Loin de la blague que certains semblent vouloir y voir, le morceau est un hommage sincère où KingJu se transforme en KingJah et laisse transparaître son amour pour la musique, tout simplement. Car oui, s’il est nécessaire de le rappeler, avant d’être une histoire de musiciens, Stupeflip c’est avant tout l’histoire d’un amoureux de musique qui n’a jamais voulu choisir, passant du rap, au rock en passant par la variété et désormais le reggae.

La forme est donc mouvante, reliée malgré tout comme dans un film par des plans de coupes dont on a l’habitude et qui permettent ainsi à l’album de se tenir droit et solide pendant cinquante minutes, se terminant sur une lumineuse et dansante Stay positiv’ qui semble avoir été faite dans le même moule que la formidable Cold World, celui-ci ayant cette fois été laissé au soleil pour se forger son identité.

Si le travail sur la forme est assez monumental, il ne faut, comme toujours, pas passer à côté du fond. Ici encore, on retrouve la glaise dans laquelle KingJu a toujours taillé son œuvre : lui-même. Il est de tous les morceaux, de toutes les chansons. Des souvenirs, des mystères, sa vie qu’il façonne et transforme en vecteur de transmission car comme il le dit si bien « changer ma vie et changer la tienne« . Comme toujours, la musique de Stupeflip n’existe que dans ce qu’elle peut se raccrocher à l’autre pour trouver une autre vie, une fois lâchée par son créateur.
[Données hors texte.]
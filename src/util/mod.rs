// ChatScribe - util/mod.rs
//
// Cross-cutting utilities: constants, errors, logging.

pub mod constants;
pub mod error;
pub mod logging;
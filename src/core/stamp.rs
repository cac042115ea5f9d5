// ChatScribe - core/stamp.rs
//
// Timestamp prefixes for transcript records. The clock value is a parameter
// so record formatting is deterministic under test.

use chrono::{DateTime, Local};

/// Format the `[..]  ` prefix written before each transcript record.
///
/// Four shapes, matching the historical transcript format other tools
/// already parse (two trailing spaces included):
///
/// ```text
/// [2024/01/15 14:30:22]  with_date, with_seconds
/// [2024/01/15 14:30]     with_date
/// [14:30:22]             with_seconds
/// [14:30]                neither
/// ```
pub fn stamp(now: DateTime<Local>, with_date: bool, with_seconds: bool) -> String {
    let format = match (with_date, with_seconds) {
        (true, true) => "%Y/%m/%d %H:%M:%S",
        (true, false) => "%Y/%m/%d %H:%M",
        (false, true) => "%H:%M:%S",
        (false, false) => "%H:%M",
    };
    format!("[{}]  ", now.format(format))
}

#[cfg(test)]
mod tests {
    use super::*;
    use chrono::TimeZone;

    fn fixed_now() -> DateTime<Local> {
        Local.with_ymd_and_hms(2024, 1, 15, 14, 30, 22).unwrap()
    }

    #[test]
    fn test_stamp_with_date_and_seconds() {
        assert_eq!(stamp(fixed_now(), true, true), "[2024/01/15 14:30:22]  ");
    }

    #[test]
    fn test_stamp_with_date_only() {
        assert_eq!(stamp(fixed_now(), true, false), "[2024/01/15 14:30]  ");
    }

    #[test]
    fn test_stamp_time_with_seconds() {
        assert_eq!(stamp(fixed_now(), false, true), "[14:30:22]  ");
    }

    #[test]
    fn test_stamp_time_only() {
        assert_eq!(stamp(fixed_now(), false, false), "[14:30]  ");
    }

    #[test]
    fn test_stamp_zero_pads() {
        let now = Local.with_ymd_and_hms(2024, 3, 5, 7, 8, 9).unwrap();
        assert_eq!(stamp(now, true, true), "[2024/03/05 07:08:09]  ");
    }
}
La manière dont KingJu s’utilise n’est pas dans l’Ego, puisqu’il détruit sa personne pour la transmettre à l’autre, prenant des morceaux de lui pour en faire des liens universels, poussé notamment par son obsession pour le rapport à l’enfance, la bienveillance et le monde qui l’entoure.
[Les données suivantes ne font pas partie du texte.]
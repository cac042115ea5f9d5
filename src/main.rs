// ChatScribe - main.rs
//
// CLI entry point. Handles:
// 1. CLI argument parsing
// 2. Logging initialisation (debug mode support)
// 3. Configuration loading and validation
// 4. Subcommand dispatch over the library surface

use chatscribe::core::history::{self, RecallConfig};
use chatscribe::core::model::{TranscriptKind, VecSink};
use chatscribe::core::naming::{self, NamingConfig};
use chatscribe::core::stamp;
use chatscribe::platform::config::{load_config, AppConfig, PlatformPaths};
use chatscribe::util::error::Result;
use chatscribe::util::{constants, logging};
use chrono::Local;
use clap::{Parser, Subcommand};
use std::path::{Path, PathBuf};

/// ChatScribe - chat transcript recorder with tail-limited history recall.
///
/// Records conversation lines to append-only text transcripts and recalls
/// the last N lines of a transcript without reading the whole file.
#[derive(Parser, Debug)]
#[command(name = "chatscribe", version, about)]
struct Cli {
    /// Transcript directory (overrides config and the platform default).
    #[arg(short = 't', long = "transcript-dir", global = true)]
    transcript_dir: Option<PathBuf>,

    /// Enable debug logging (equivalent to RUST_LOG=debug).
    #[arg(short = 'd', long = "debug", global = true)]
    debug: bool,

    #[command(subcommand)]
    command: Command,
}

#[derive(Subcommand, Debug)]
enum Command {
    /// Recall the last lines of a conversation transcript.
    Tail {
        /// Conversation name (avatar or group name; "chat" for local chat).
        name: String,

        /// Number of trailing lines to recall.
        #[arg(short = 'n', long = "lines")]
        lines: Option<u32>,

        /// Recall the whole transcript, ignoring the line limit.
        #[arg(long = "full")]
        full: bool,

        /// Treat the conversation as an instant message thread.
        #[arg(long = "im")]
        im: bool,

        /// Emit records as a JSON array instead of plain lines.
        #[arg(long = "json")]
        json: bool,
    },

    /// Append a timestamped record to a conversation transcript.
    Say {
        /// Conversation name (avatar or group name; "chat" for local chat).
        name: String,

        /// Record text to append.
        message: String,

        /// Treat the conversation as an instant message thread.
        #[arg(long = "im")]
        im: bool,

        /// Write the record without a timestamp prefix.
        #[arg(long = "no-stamp")]
        no_stamp: bool,
    },

    /// Print the resolved transcript path for a conversation.
    Path {
        /// Conversation name (avatar or group name; "chat" for local chat).
        name: String,

        /// Treat the conversation as an instant message thread.
        #[arg(long = "im")]
        im: bool,
    },

    /// List transcripts in the transcript directory.
    List,
}

fn kind_for(im: bool) -> TranscriptKind {
    if im {
        TranscriptKind::Instant
    } else {
        TranscriptKind::LocalChat
    }
}

fn naming_config(config: &AppConfig) -> NamingConfig {
    NamingConfig {
        file_date: config.file_date,
        local_chat_date_format: config.local_chat_date_format.clone(),
        im_date_format: config.im_date_format.clone(),
    }
}

fn run(cli: Cli, config: &AppConfig, transcript_dir: &Path) -> Result<()> {
    match cli.command {
        Command::Tail {
            name,
            lines,
            full,
            im,
            json,
        } => {
            let path = naming::log_file_path(
                transcript_dir,
                &name,
                kind_for(im),
                Local::now(),
                &naming_config(config),
            )?;

            let recall = RecallConfig {
                lines: lines.unwrap_or(config.history_lines),
                full_history: full || config.full_history,
                window_bytes: constants::RECALL_WINDOW_BYTES,
            };

            let mut sink = VecSink::new();
            if let Err(e) = history::load_history(&path, &recall, &mut sink) {
                // Recall failures degrade to "no history shown"; the error
                // is logged but the command still succeeds.
                tracing::warn!(error = %e, file = %path.display(), "No history recalled");
            }

            if json {
                // serde_json cannot fail on a Vec<String>.
                println!(
                    "{}",
                    serde_json::to_string_pretty(&sink.lines)
                        .unwrap_or_else(|_| "[]".to_string())
                );
            } else {
                for line in &sink.lines {
                    println!("{line}");
                }
            }
            Ok(())
        }

        Command::Say {
            name,
            message,
            im,
            no_stamp,
        } => {
            let now = Local::now();
            let path = naming::log_file_path(
                transcript_dir,
                &name,
                kind_for(im),
                now,
                &naming_config(config),
            )?;

            if let Some(parent) = path.parent() {
                std::fs::create_dir_all(parent).map_err(|e| {
                    chatscribe::util::error::ChatScribeError::Io {
                        path: parent.to_path_buf(),
                        operation: "create transcript directory",
                        source: e,
                    }
                })?;
            }

            let record = if no_stamp {
                message
            } else {
                format!(
                    "{}{message}",
                    stamp::stamp(now, config.stamp_with_date, config.stamp_with_seconds)
                )
            };

            history::append_line(&path, &record)?;
            tracing::debug!(file = %path.display(), "Record appended");
            Ok(())
        }

        Command::Path { name, im } => {
            let path = naming::log_file_path(
                transcript_dir,
                &name,
                kind_for(im),
                Local::now(),
                &naming_config(config),
            )?;
            println!("{}", path.display());
            Ok(())
        }

        Command::List => {
            let transcripts = naming::list_transcripts(transcript_dir)?;
            for path in transcripts {
                println!("{}", path.display());
            }
            Ok(())
        }
    }
}

fn main() {
    let cli = Cli::parse();

    // Initialise logging subsystem
    logging::init(cli.debug, None);

    tracing::debug!(
        version = constants::APP_VERSION,
        debug = cli.debug,
        "ChatScribe starting"
    );

    // Resolve platform paths and load configuration
    let platform_paths = PlatformPaths::resolve();
    let (config, warnings) = load_config(&platform_paths.config_dir);
    for warning in &warnings {
        tracing::warn!("{}", warning);
    }

    // Transcript directory: CLI override > config > platform default
    let transcript_dir = cli
        .transcript_dir
        .clone()
        .or_else(|| config.transcript_dir.clone())
        .unwrap_or(platform_paths.transcript_dir);

    if let Err(e) = run(cli, &config, &transcript_dir) {
        tracing::error!(error = %e, "Command failed");
        eprintln!("Error: {e}");
        std::process::exit(1);
    }
}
Ici encore, tout est perméable, et comme dans toute œuvre de science-fiction qui se respecte, le tout n’est qu’un prétexte pour parler du réel. On retrouve ainsi des sujets sociétaux assez présents ces dernières années : le culte de l’égo, le monde qui se barre en couilles, la violence, le sexisme, et on irait même jusqu’à voir la création de certaines personnes qui ne seraient pas sans nous rappeler notre cher Président.
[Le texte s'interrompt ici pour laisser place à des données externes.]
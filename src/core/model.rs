// ChatScribe - core/model.rs
//
// Core data model types. Pure data definitions with no I/O, no platform
// dependencies. These types are the shared vocabulary across all layers.

use serde::Serialize;

// =============================================================================
// Tail locate result
// =============================================================================

/// Where a history recall should start reading, as resolved by the tail scan.
///
/// `Empty` is distinct from `Offset(0)`: the former means "nothing to read"
/// (zero-length transcript or zero lines requested), the latter means "read
/// the whole file from the first byte".
#[derive(Debug, Clone, Copy, PartialEq, Eq)]
pub enum TailStart {
    /// No lines to produce; the sink receives only the empty signal.
    Empty,

    /// Byte offset of the first line to read. Always 0 or the byte
    /// immediately following a newline.
    Offset(u64),
}

impl TailStart {
    /// Returns `true` for the `Empty` variant.
    pub fn is_empty(&self) -> bool {
        matches!(self, TailStart::Empty)
    }
}

// =============================================================================
// Recall outcome
// =============================================================================

/// Summary of a completed history recall, for callers that want more than
/// the sink's signals (e.g. logging line counts).
#[derive(Debug, Clone, Copy, PartialEq, Eq)]
pub enum RecallOutcome {
    /// The transcript had no history to produce; the sink saw `on_empty`.
    Empty,

    /// `lines` records were delivered to the sink, followed by `on_end`.
    Lines(u64),
}

// =============================================================================
// Transcript kind
// =============================================================================

/// Which kind of conversation a transcript records.
///
/// The kind selects the date-suffix format used when dated file naming is
/// enabled: local chat rolls over daily, instant message threads monthly.
#[derive(Debug, Clone, Copy, PartialEq, Eq, Serialize)]
#[serde(rename_all = "snake_case")]
pub enum TranscriptKind {
    /// Open local chat around the user.
    LocalChat,

    /// A one-to-one or group instant message thread.
    Instant,
}

// =============================================================================
// Line sink
// =============================================================================

/// Consumer-side interface receiving recalled history, one method per
/// signal kind. Signals arrive in order: zero or more `on_line` calls, then
/// exactly one `on_end`, or exactly one `on_empty` and nothing else.
pub trait LineSink {
    /// One recalled record, without its line terminator. The sink owns the
    /// text for the duration of the call chain.
    fn on_line(&mut self, line: String);

    /// End of history; no further signals follow.
    fn on_end(&mut self);

    /// No history available (empty transcript, zero lines requested, or a
    /// recall failure resolved to "nothing to show").
    fn on_empty(&mut self);
}

/// A `LineSink` that collects records into a `Vec`, used by the CLI and
/// by tests.
#[derive(Debug, Default)]
pub struct VecSink {
    /// Recalled records in delivery order.
    pub lines: Vec<String>,
    /// Whether `on_end` fired.
    pub ended: bool,
    /// Whether `on_empty` fired.
    pub empty: bool,
}

impl VecSink {
    pub fn new() -> Self {
        Self::default()
    }
}

impl LineSink for VecSink {
    fn on_line(&mut self, line: String) {
        self.lines.push(line);
    }

    fn on_end(&mut self) {
        self.ended = true;
    }

    fn on_empty(&mut self) {
        self.empty = true;
    }
}
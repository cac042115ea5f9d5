// ChatScribe - core/naming.rs
//
// Transcript file naming: name sanitisation, optional date suffixes, and
// listing of existing transcripts in a directory.
//
// Names come from conversation titles (avatar and group names), so they can
// contain anything; everything that cannot appear in a portable filename or
// would match a glob is flattened to '_' before the path is built.

use crate::core::model::TranscriptKind;
use crate::util::constants;
use crate::util::error::NamingError;
use chrono::format::{Item, StrftimeItems};
use chrono::{DateTime, Local};
use regex::Regex;
use std::path::{Path, PathBuf};
use std::sync::OnceLock;

// =============================================================================
// Configuration
// =============================================================================

/// Configuration for transcript file naming, passed explicitly per call.
#[derive(Debug, Clone)]
pub struct NamingConfig {
    /// When true, a strftime date suffix is appended to the transcript name
    /// so files roll over by date.
    pub file_date: bool,

    /// Date-suffix format for local chat transcripts (daily rollover).
    pub local_chat_date_format: String,

    /// Date-suffix format for instant message transcripts (monthly rollover).
    pub im_date_format: String,
}

impl Default for NamingConfig {
    fn default() -> Self {
        Self {
            file_date: false,
            local_chat_date_format: constants::DEFAULT_LOCAL_CHAT_DATE_FORMAT.to_string(),
            im_date_format: constants::DEFAULT_IM_DATE_FORMAT.to_string(),
        }
    }
}

// =============================================================================
// Name sanitisation
// =============================================================================

/// Sanitise a conversation name into a transcript file stem.
///
/// The name is trimmed first: an untrimmed name would otherwise produce two
/// different files for the same conversation, one with a space flattened to
/// an underscore and one without.
pub fn clean_log_name(name: &str) -> String {
    static INVALID: OnceLock<Regex> = OnceLock::new();
    let invalid = INVALID.get_or_init(|| {
        // The character class is derived from the named constant; the
        // pattern is covered by the unit tests below.
        Regex::new(&format!(
            "[{}]",
            regex::escape(constants::INVALID_NAME_CHARS)
        ))
        .expect("clean_log_name: invalid regex")
    });

    invalid.replace_all(name.trim(), "_").into_owned()
}

// =============================================================================
// Path construction
// =============================================================================

/// Build the full transcript path for a conversation.
///
/// The sanitised name gets an optional date suffix (format selected by
/// `kind`), the transcript extension, and is joined under `dir`. The clock
/// value is a parameter so dated naming is deterministic under test.
pub fn log_file_path(
    dir: &Path,
    name: &str,
    kind: TranscriptKind,
    now: DateTime<Local>,
    config: &NamingConfig,
) -> Result<PathBuf, NamingError> {
    let stem = clean_log_name(name);
    if stem.is_empty() {
        return Err(NamingError::EmptyName);
    }

    let suffix = if config.file_date {
        let format = match kind {
            TranscriptKind::LocalChat => &config.local_chat_date_format,
            TranscriptKind::Instant => &config.im_date_format,
        };
        validate_date_format(format)?;
        now.format(format).to_string()
    } else {
        String::new()
    };

    Ok(dir.join(format!(
        "{stem}{suffix}.{}",
        constants::TRANSCRIPT_EXTENSION
    )))
}

/// Reject strftime strings with unknown specifiers up front; formatting an
/// invalid item later would abort mid-write instead of erroring cleanly.
pub fn validate_date_format(format: &str) -> Result<(), NamingError> {
    let has_error = StrftimeItems::new(format).any(|item| matches!(item, Item::Error));
    if has_error {
        return Err(NamingError::InvalidDateFormat {
            format: format.to_string(),
        });
    }
    Ok(())
}

// =============================================================================
// Transcript listing
// =============================================================================

/// List existing transcript files directly under `dir`, sorted by name.
///
/// Unreadable directory entries are skipped with a warning; a missing
/// directory lists as empty (nothing has been recorded yet).
pub fn list_transcripts(dir: &Path) -> Result<Vec<PathBuf>, NamingError> {
    let pattern = glob::Pattern::new(&format!("*.{}", constants::TRANSCRIPT_EXTENSION))
        .map_err(|e| NamingError::Pattern {
            pattern: format!("*.{}", constants::TRANSCRIPT_EXTENSION),
            source: e,
        })?;

    if !dir.exists() {
        return Ok(Vec::new());
    }

    let entries = std::fs::read_dir(dir).map_err(|e| NamingError::Io {
        path: dir.to_path_buf(),
        source: e,
    })?;

    let mut transcripts: Vec<PathBuf> = Vec::new();
    for entry in entries {
        let entry = match entry {
            Ok(e) => e,
            Err(e) => {
                tracing::warn!(dir = %dir.display(), error = %e, "Skipping unreadable entry");
                continue;
            }
        };
        let path = entry.path();
        if !path.is_file() {
            continue;
        }
        let matches = path
            .file_name()
            .and_then(|n| n.to_str())
            .is_some_and(|n| pattern.matches(n));
        if matches {
            transcripts.push(path);
        }
    }

    transcripts.sort();
    Ok(transcripts)
}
C’est un univers en expansion, qui se complète, qui nous amène toujours plus de questions que de réponses, car au final ce qui compte ce n’est pas les réponses, mais ce qu’on fait de nos questionnements.

Comment alors terminer cette chronique ? On aura forcément envie de citer une nouvelle fois Ju dans Régions Fédérées : « Putain, ça c’est de la musique » . Stup Forever est un nouveau train fantôme génial, un album qui parlera aux anciens membres autant qu’aux nouveaux. Une œuvre dense, foisonnante, qui se dévoile écoute après écoute et dont on n’a pas encore trouvé tous les trésors.

«  Il est temps de mourir » ? Bien sûr que non, la règle est simple, elle existe depuis le premier morceau : Le Stupeflip Crou ne mourra jamais.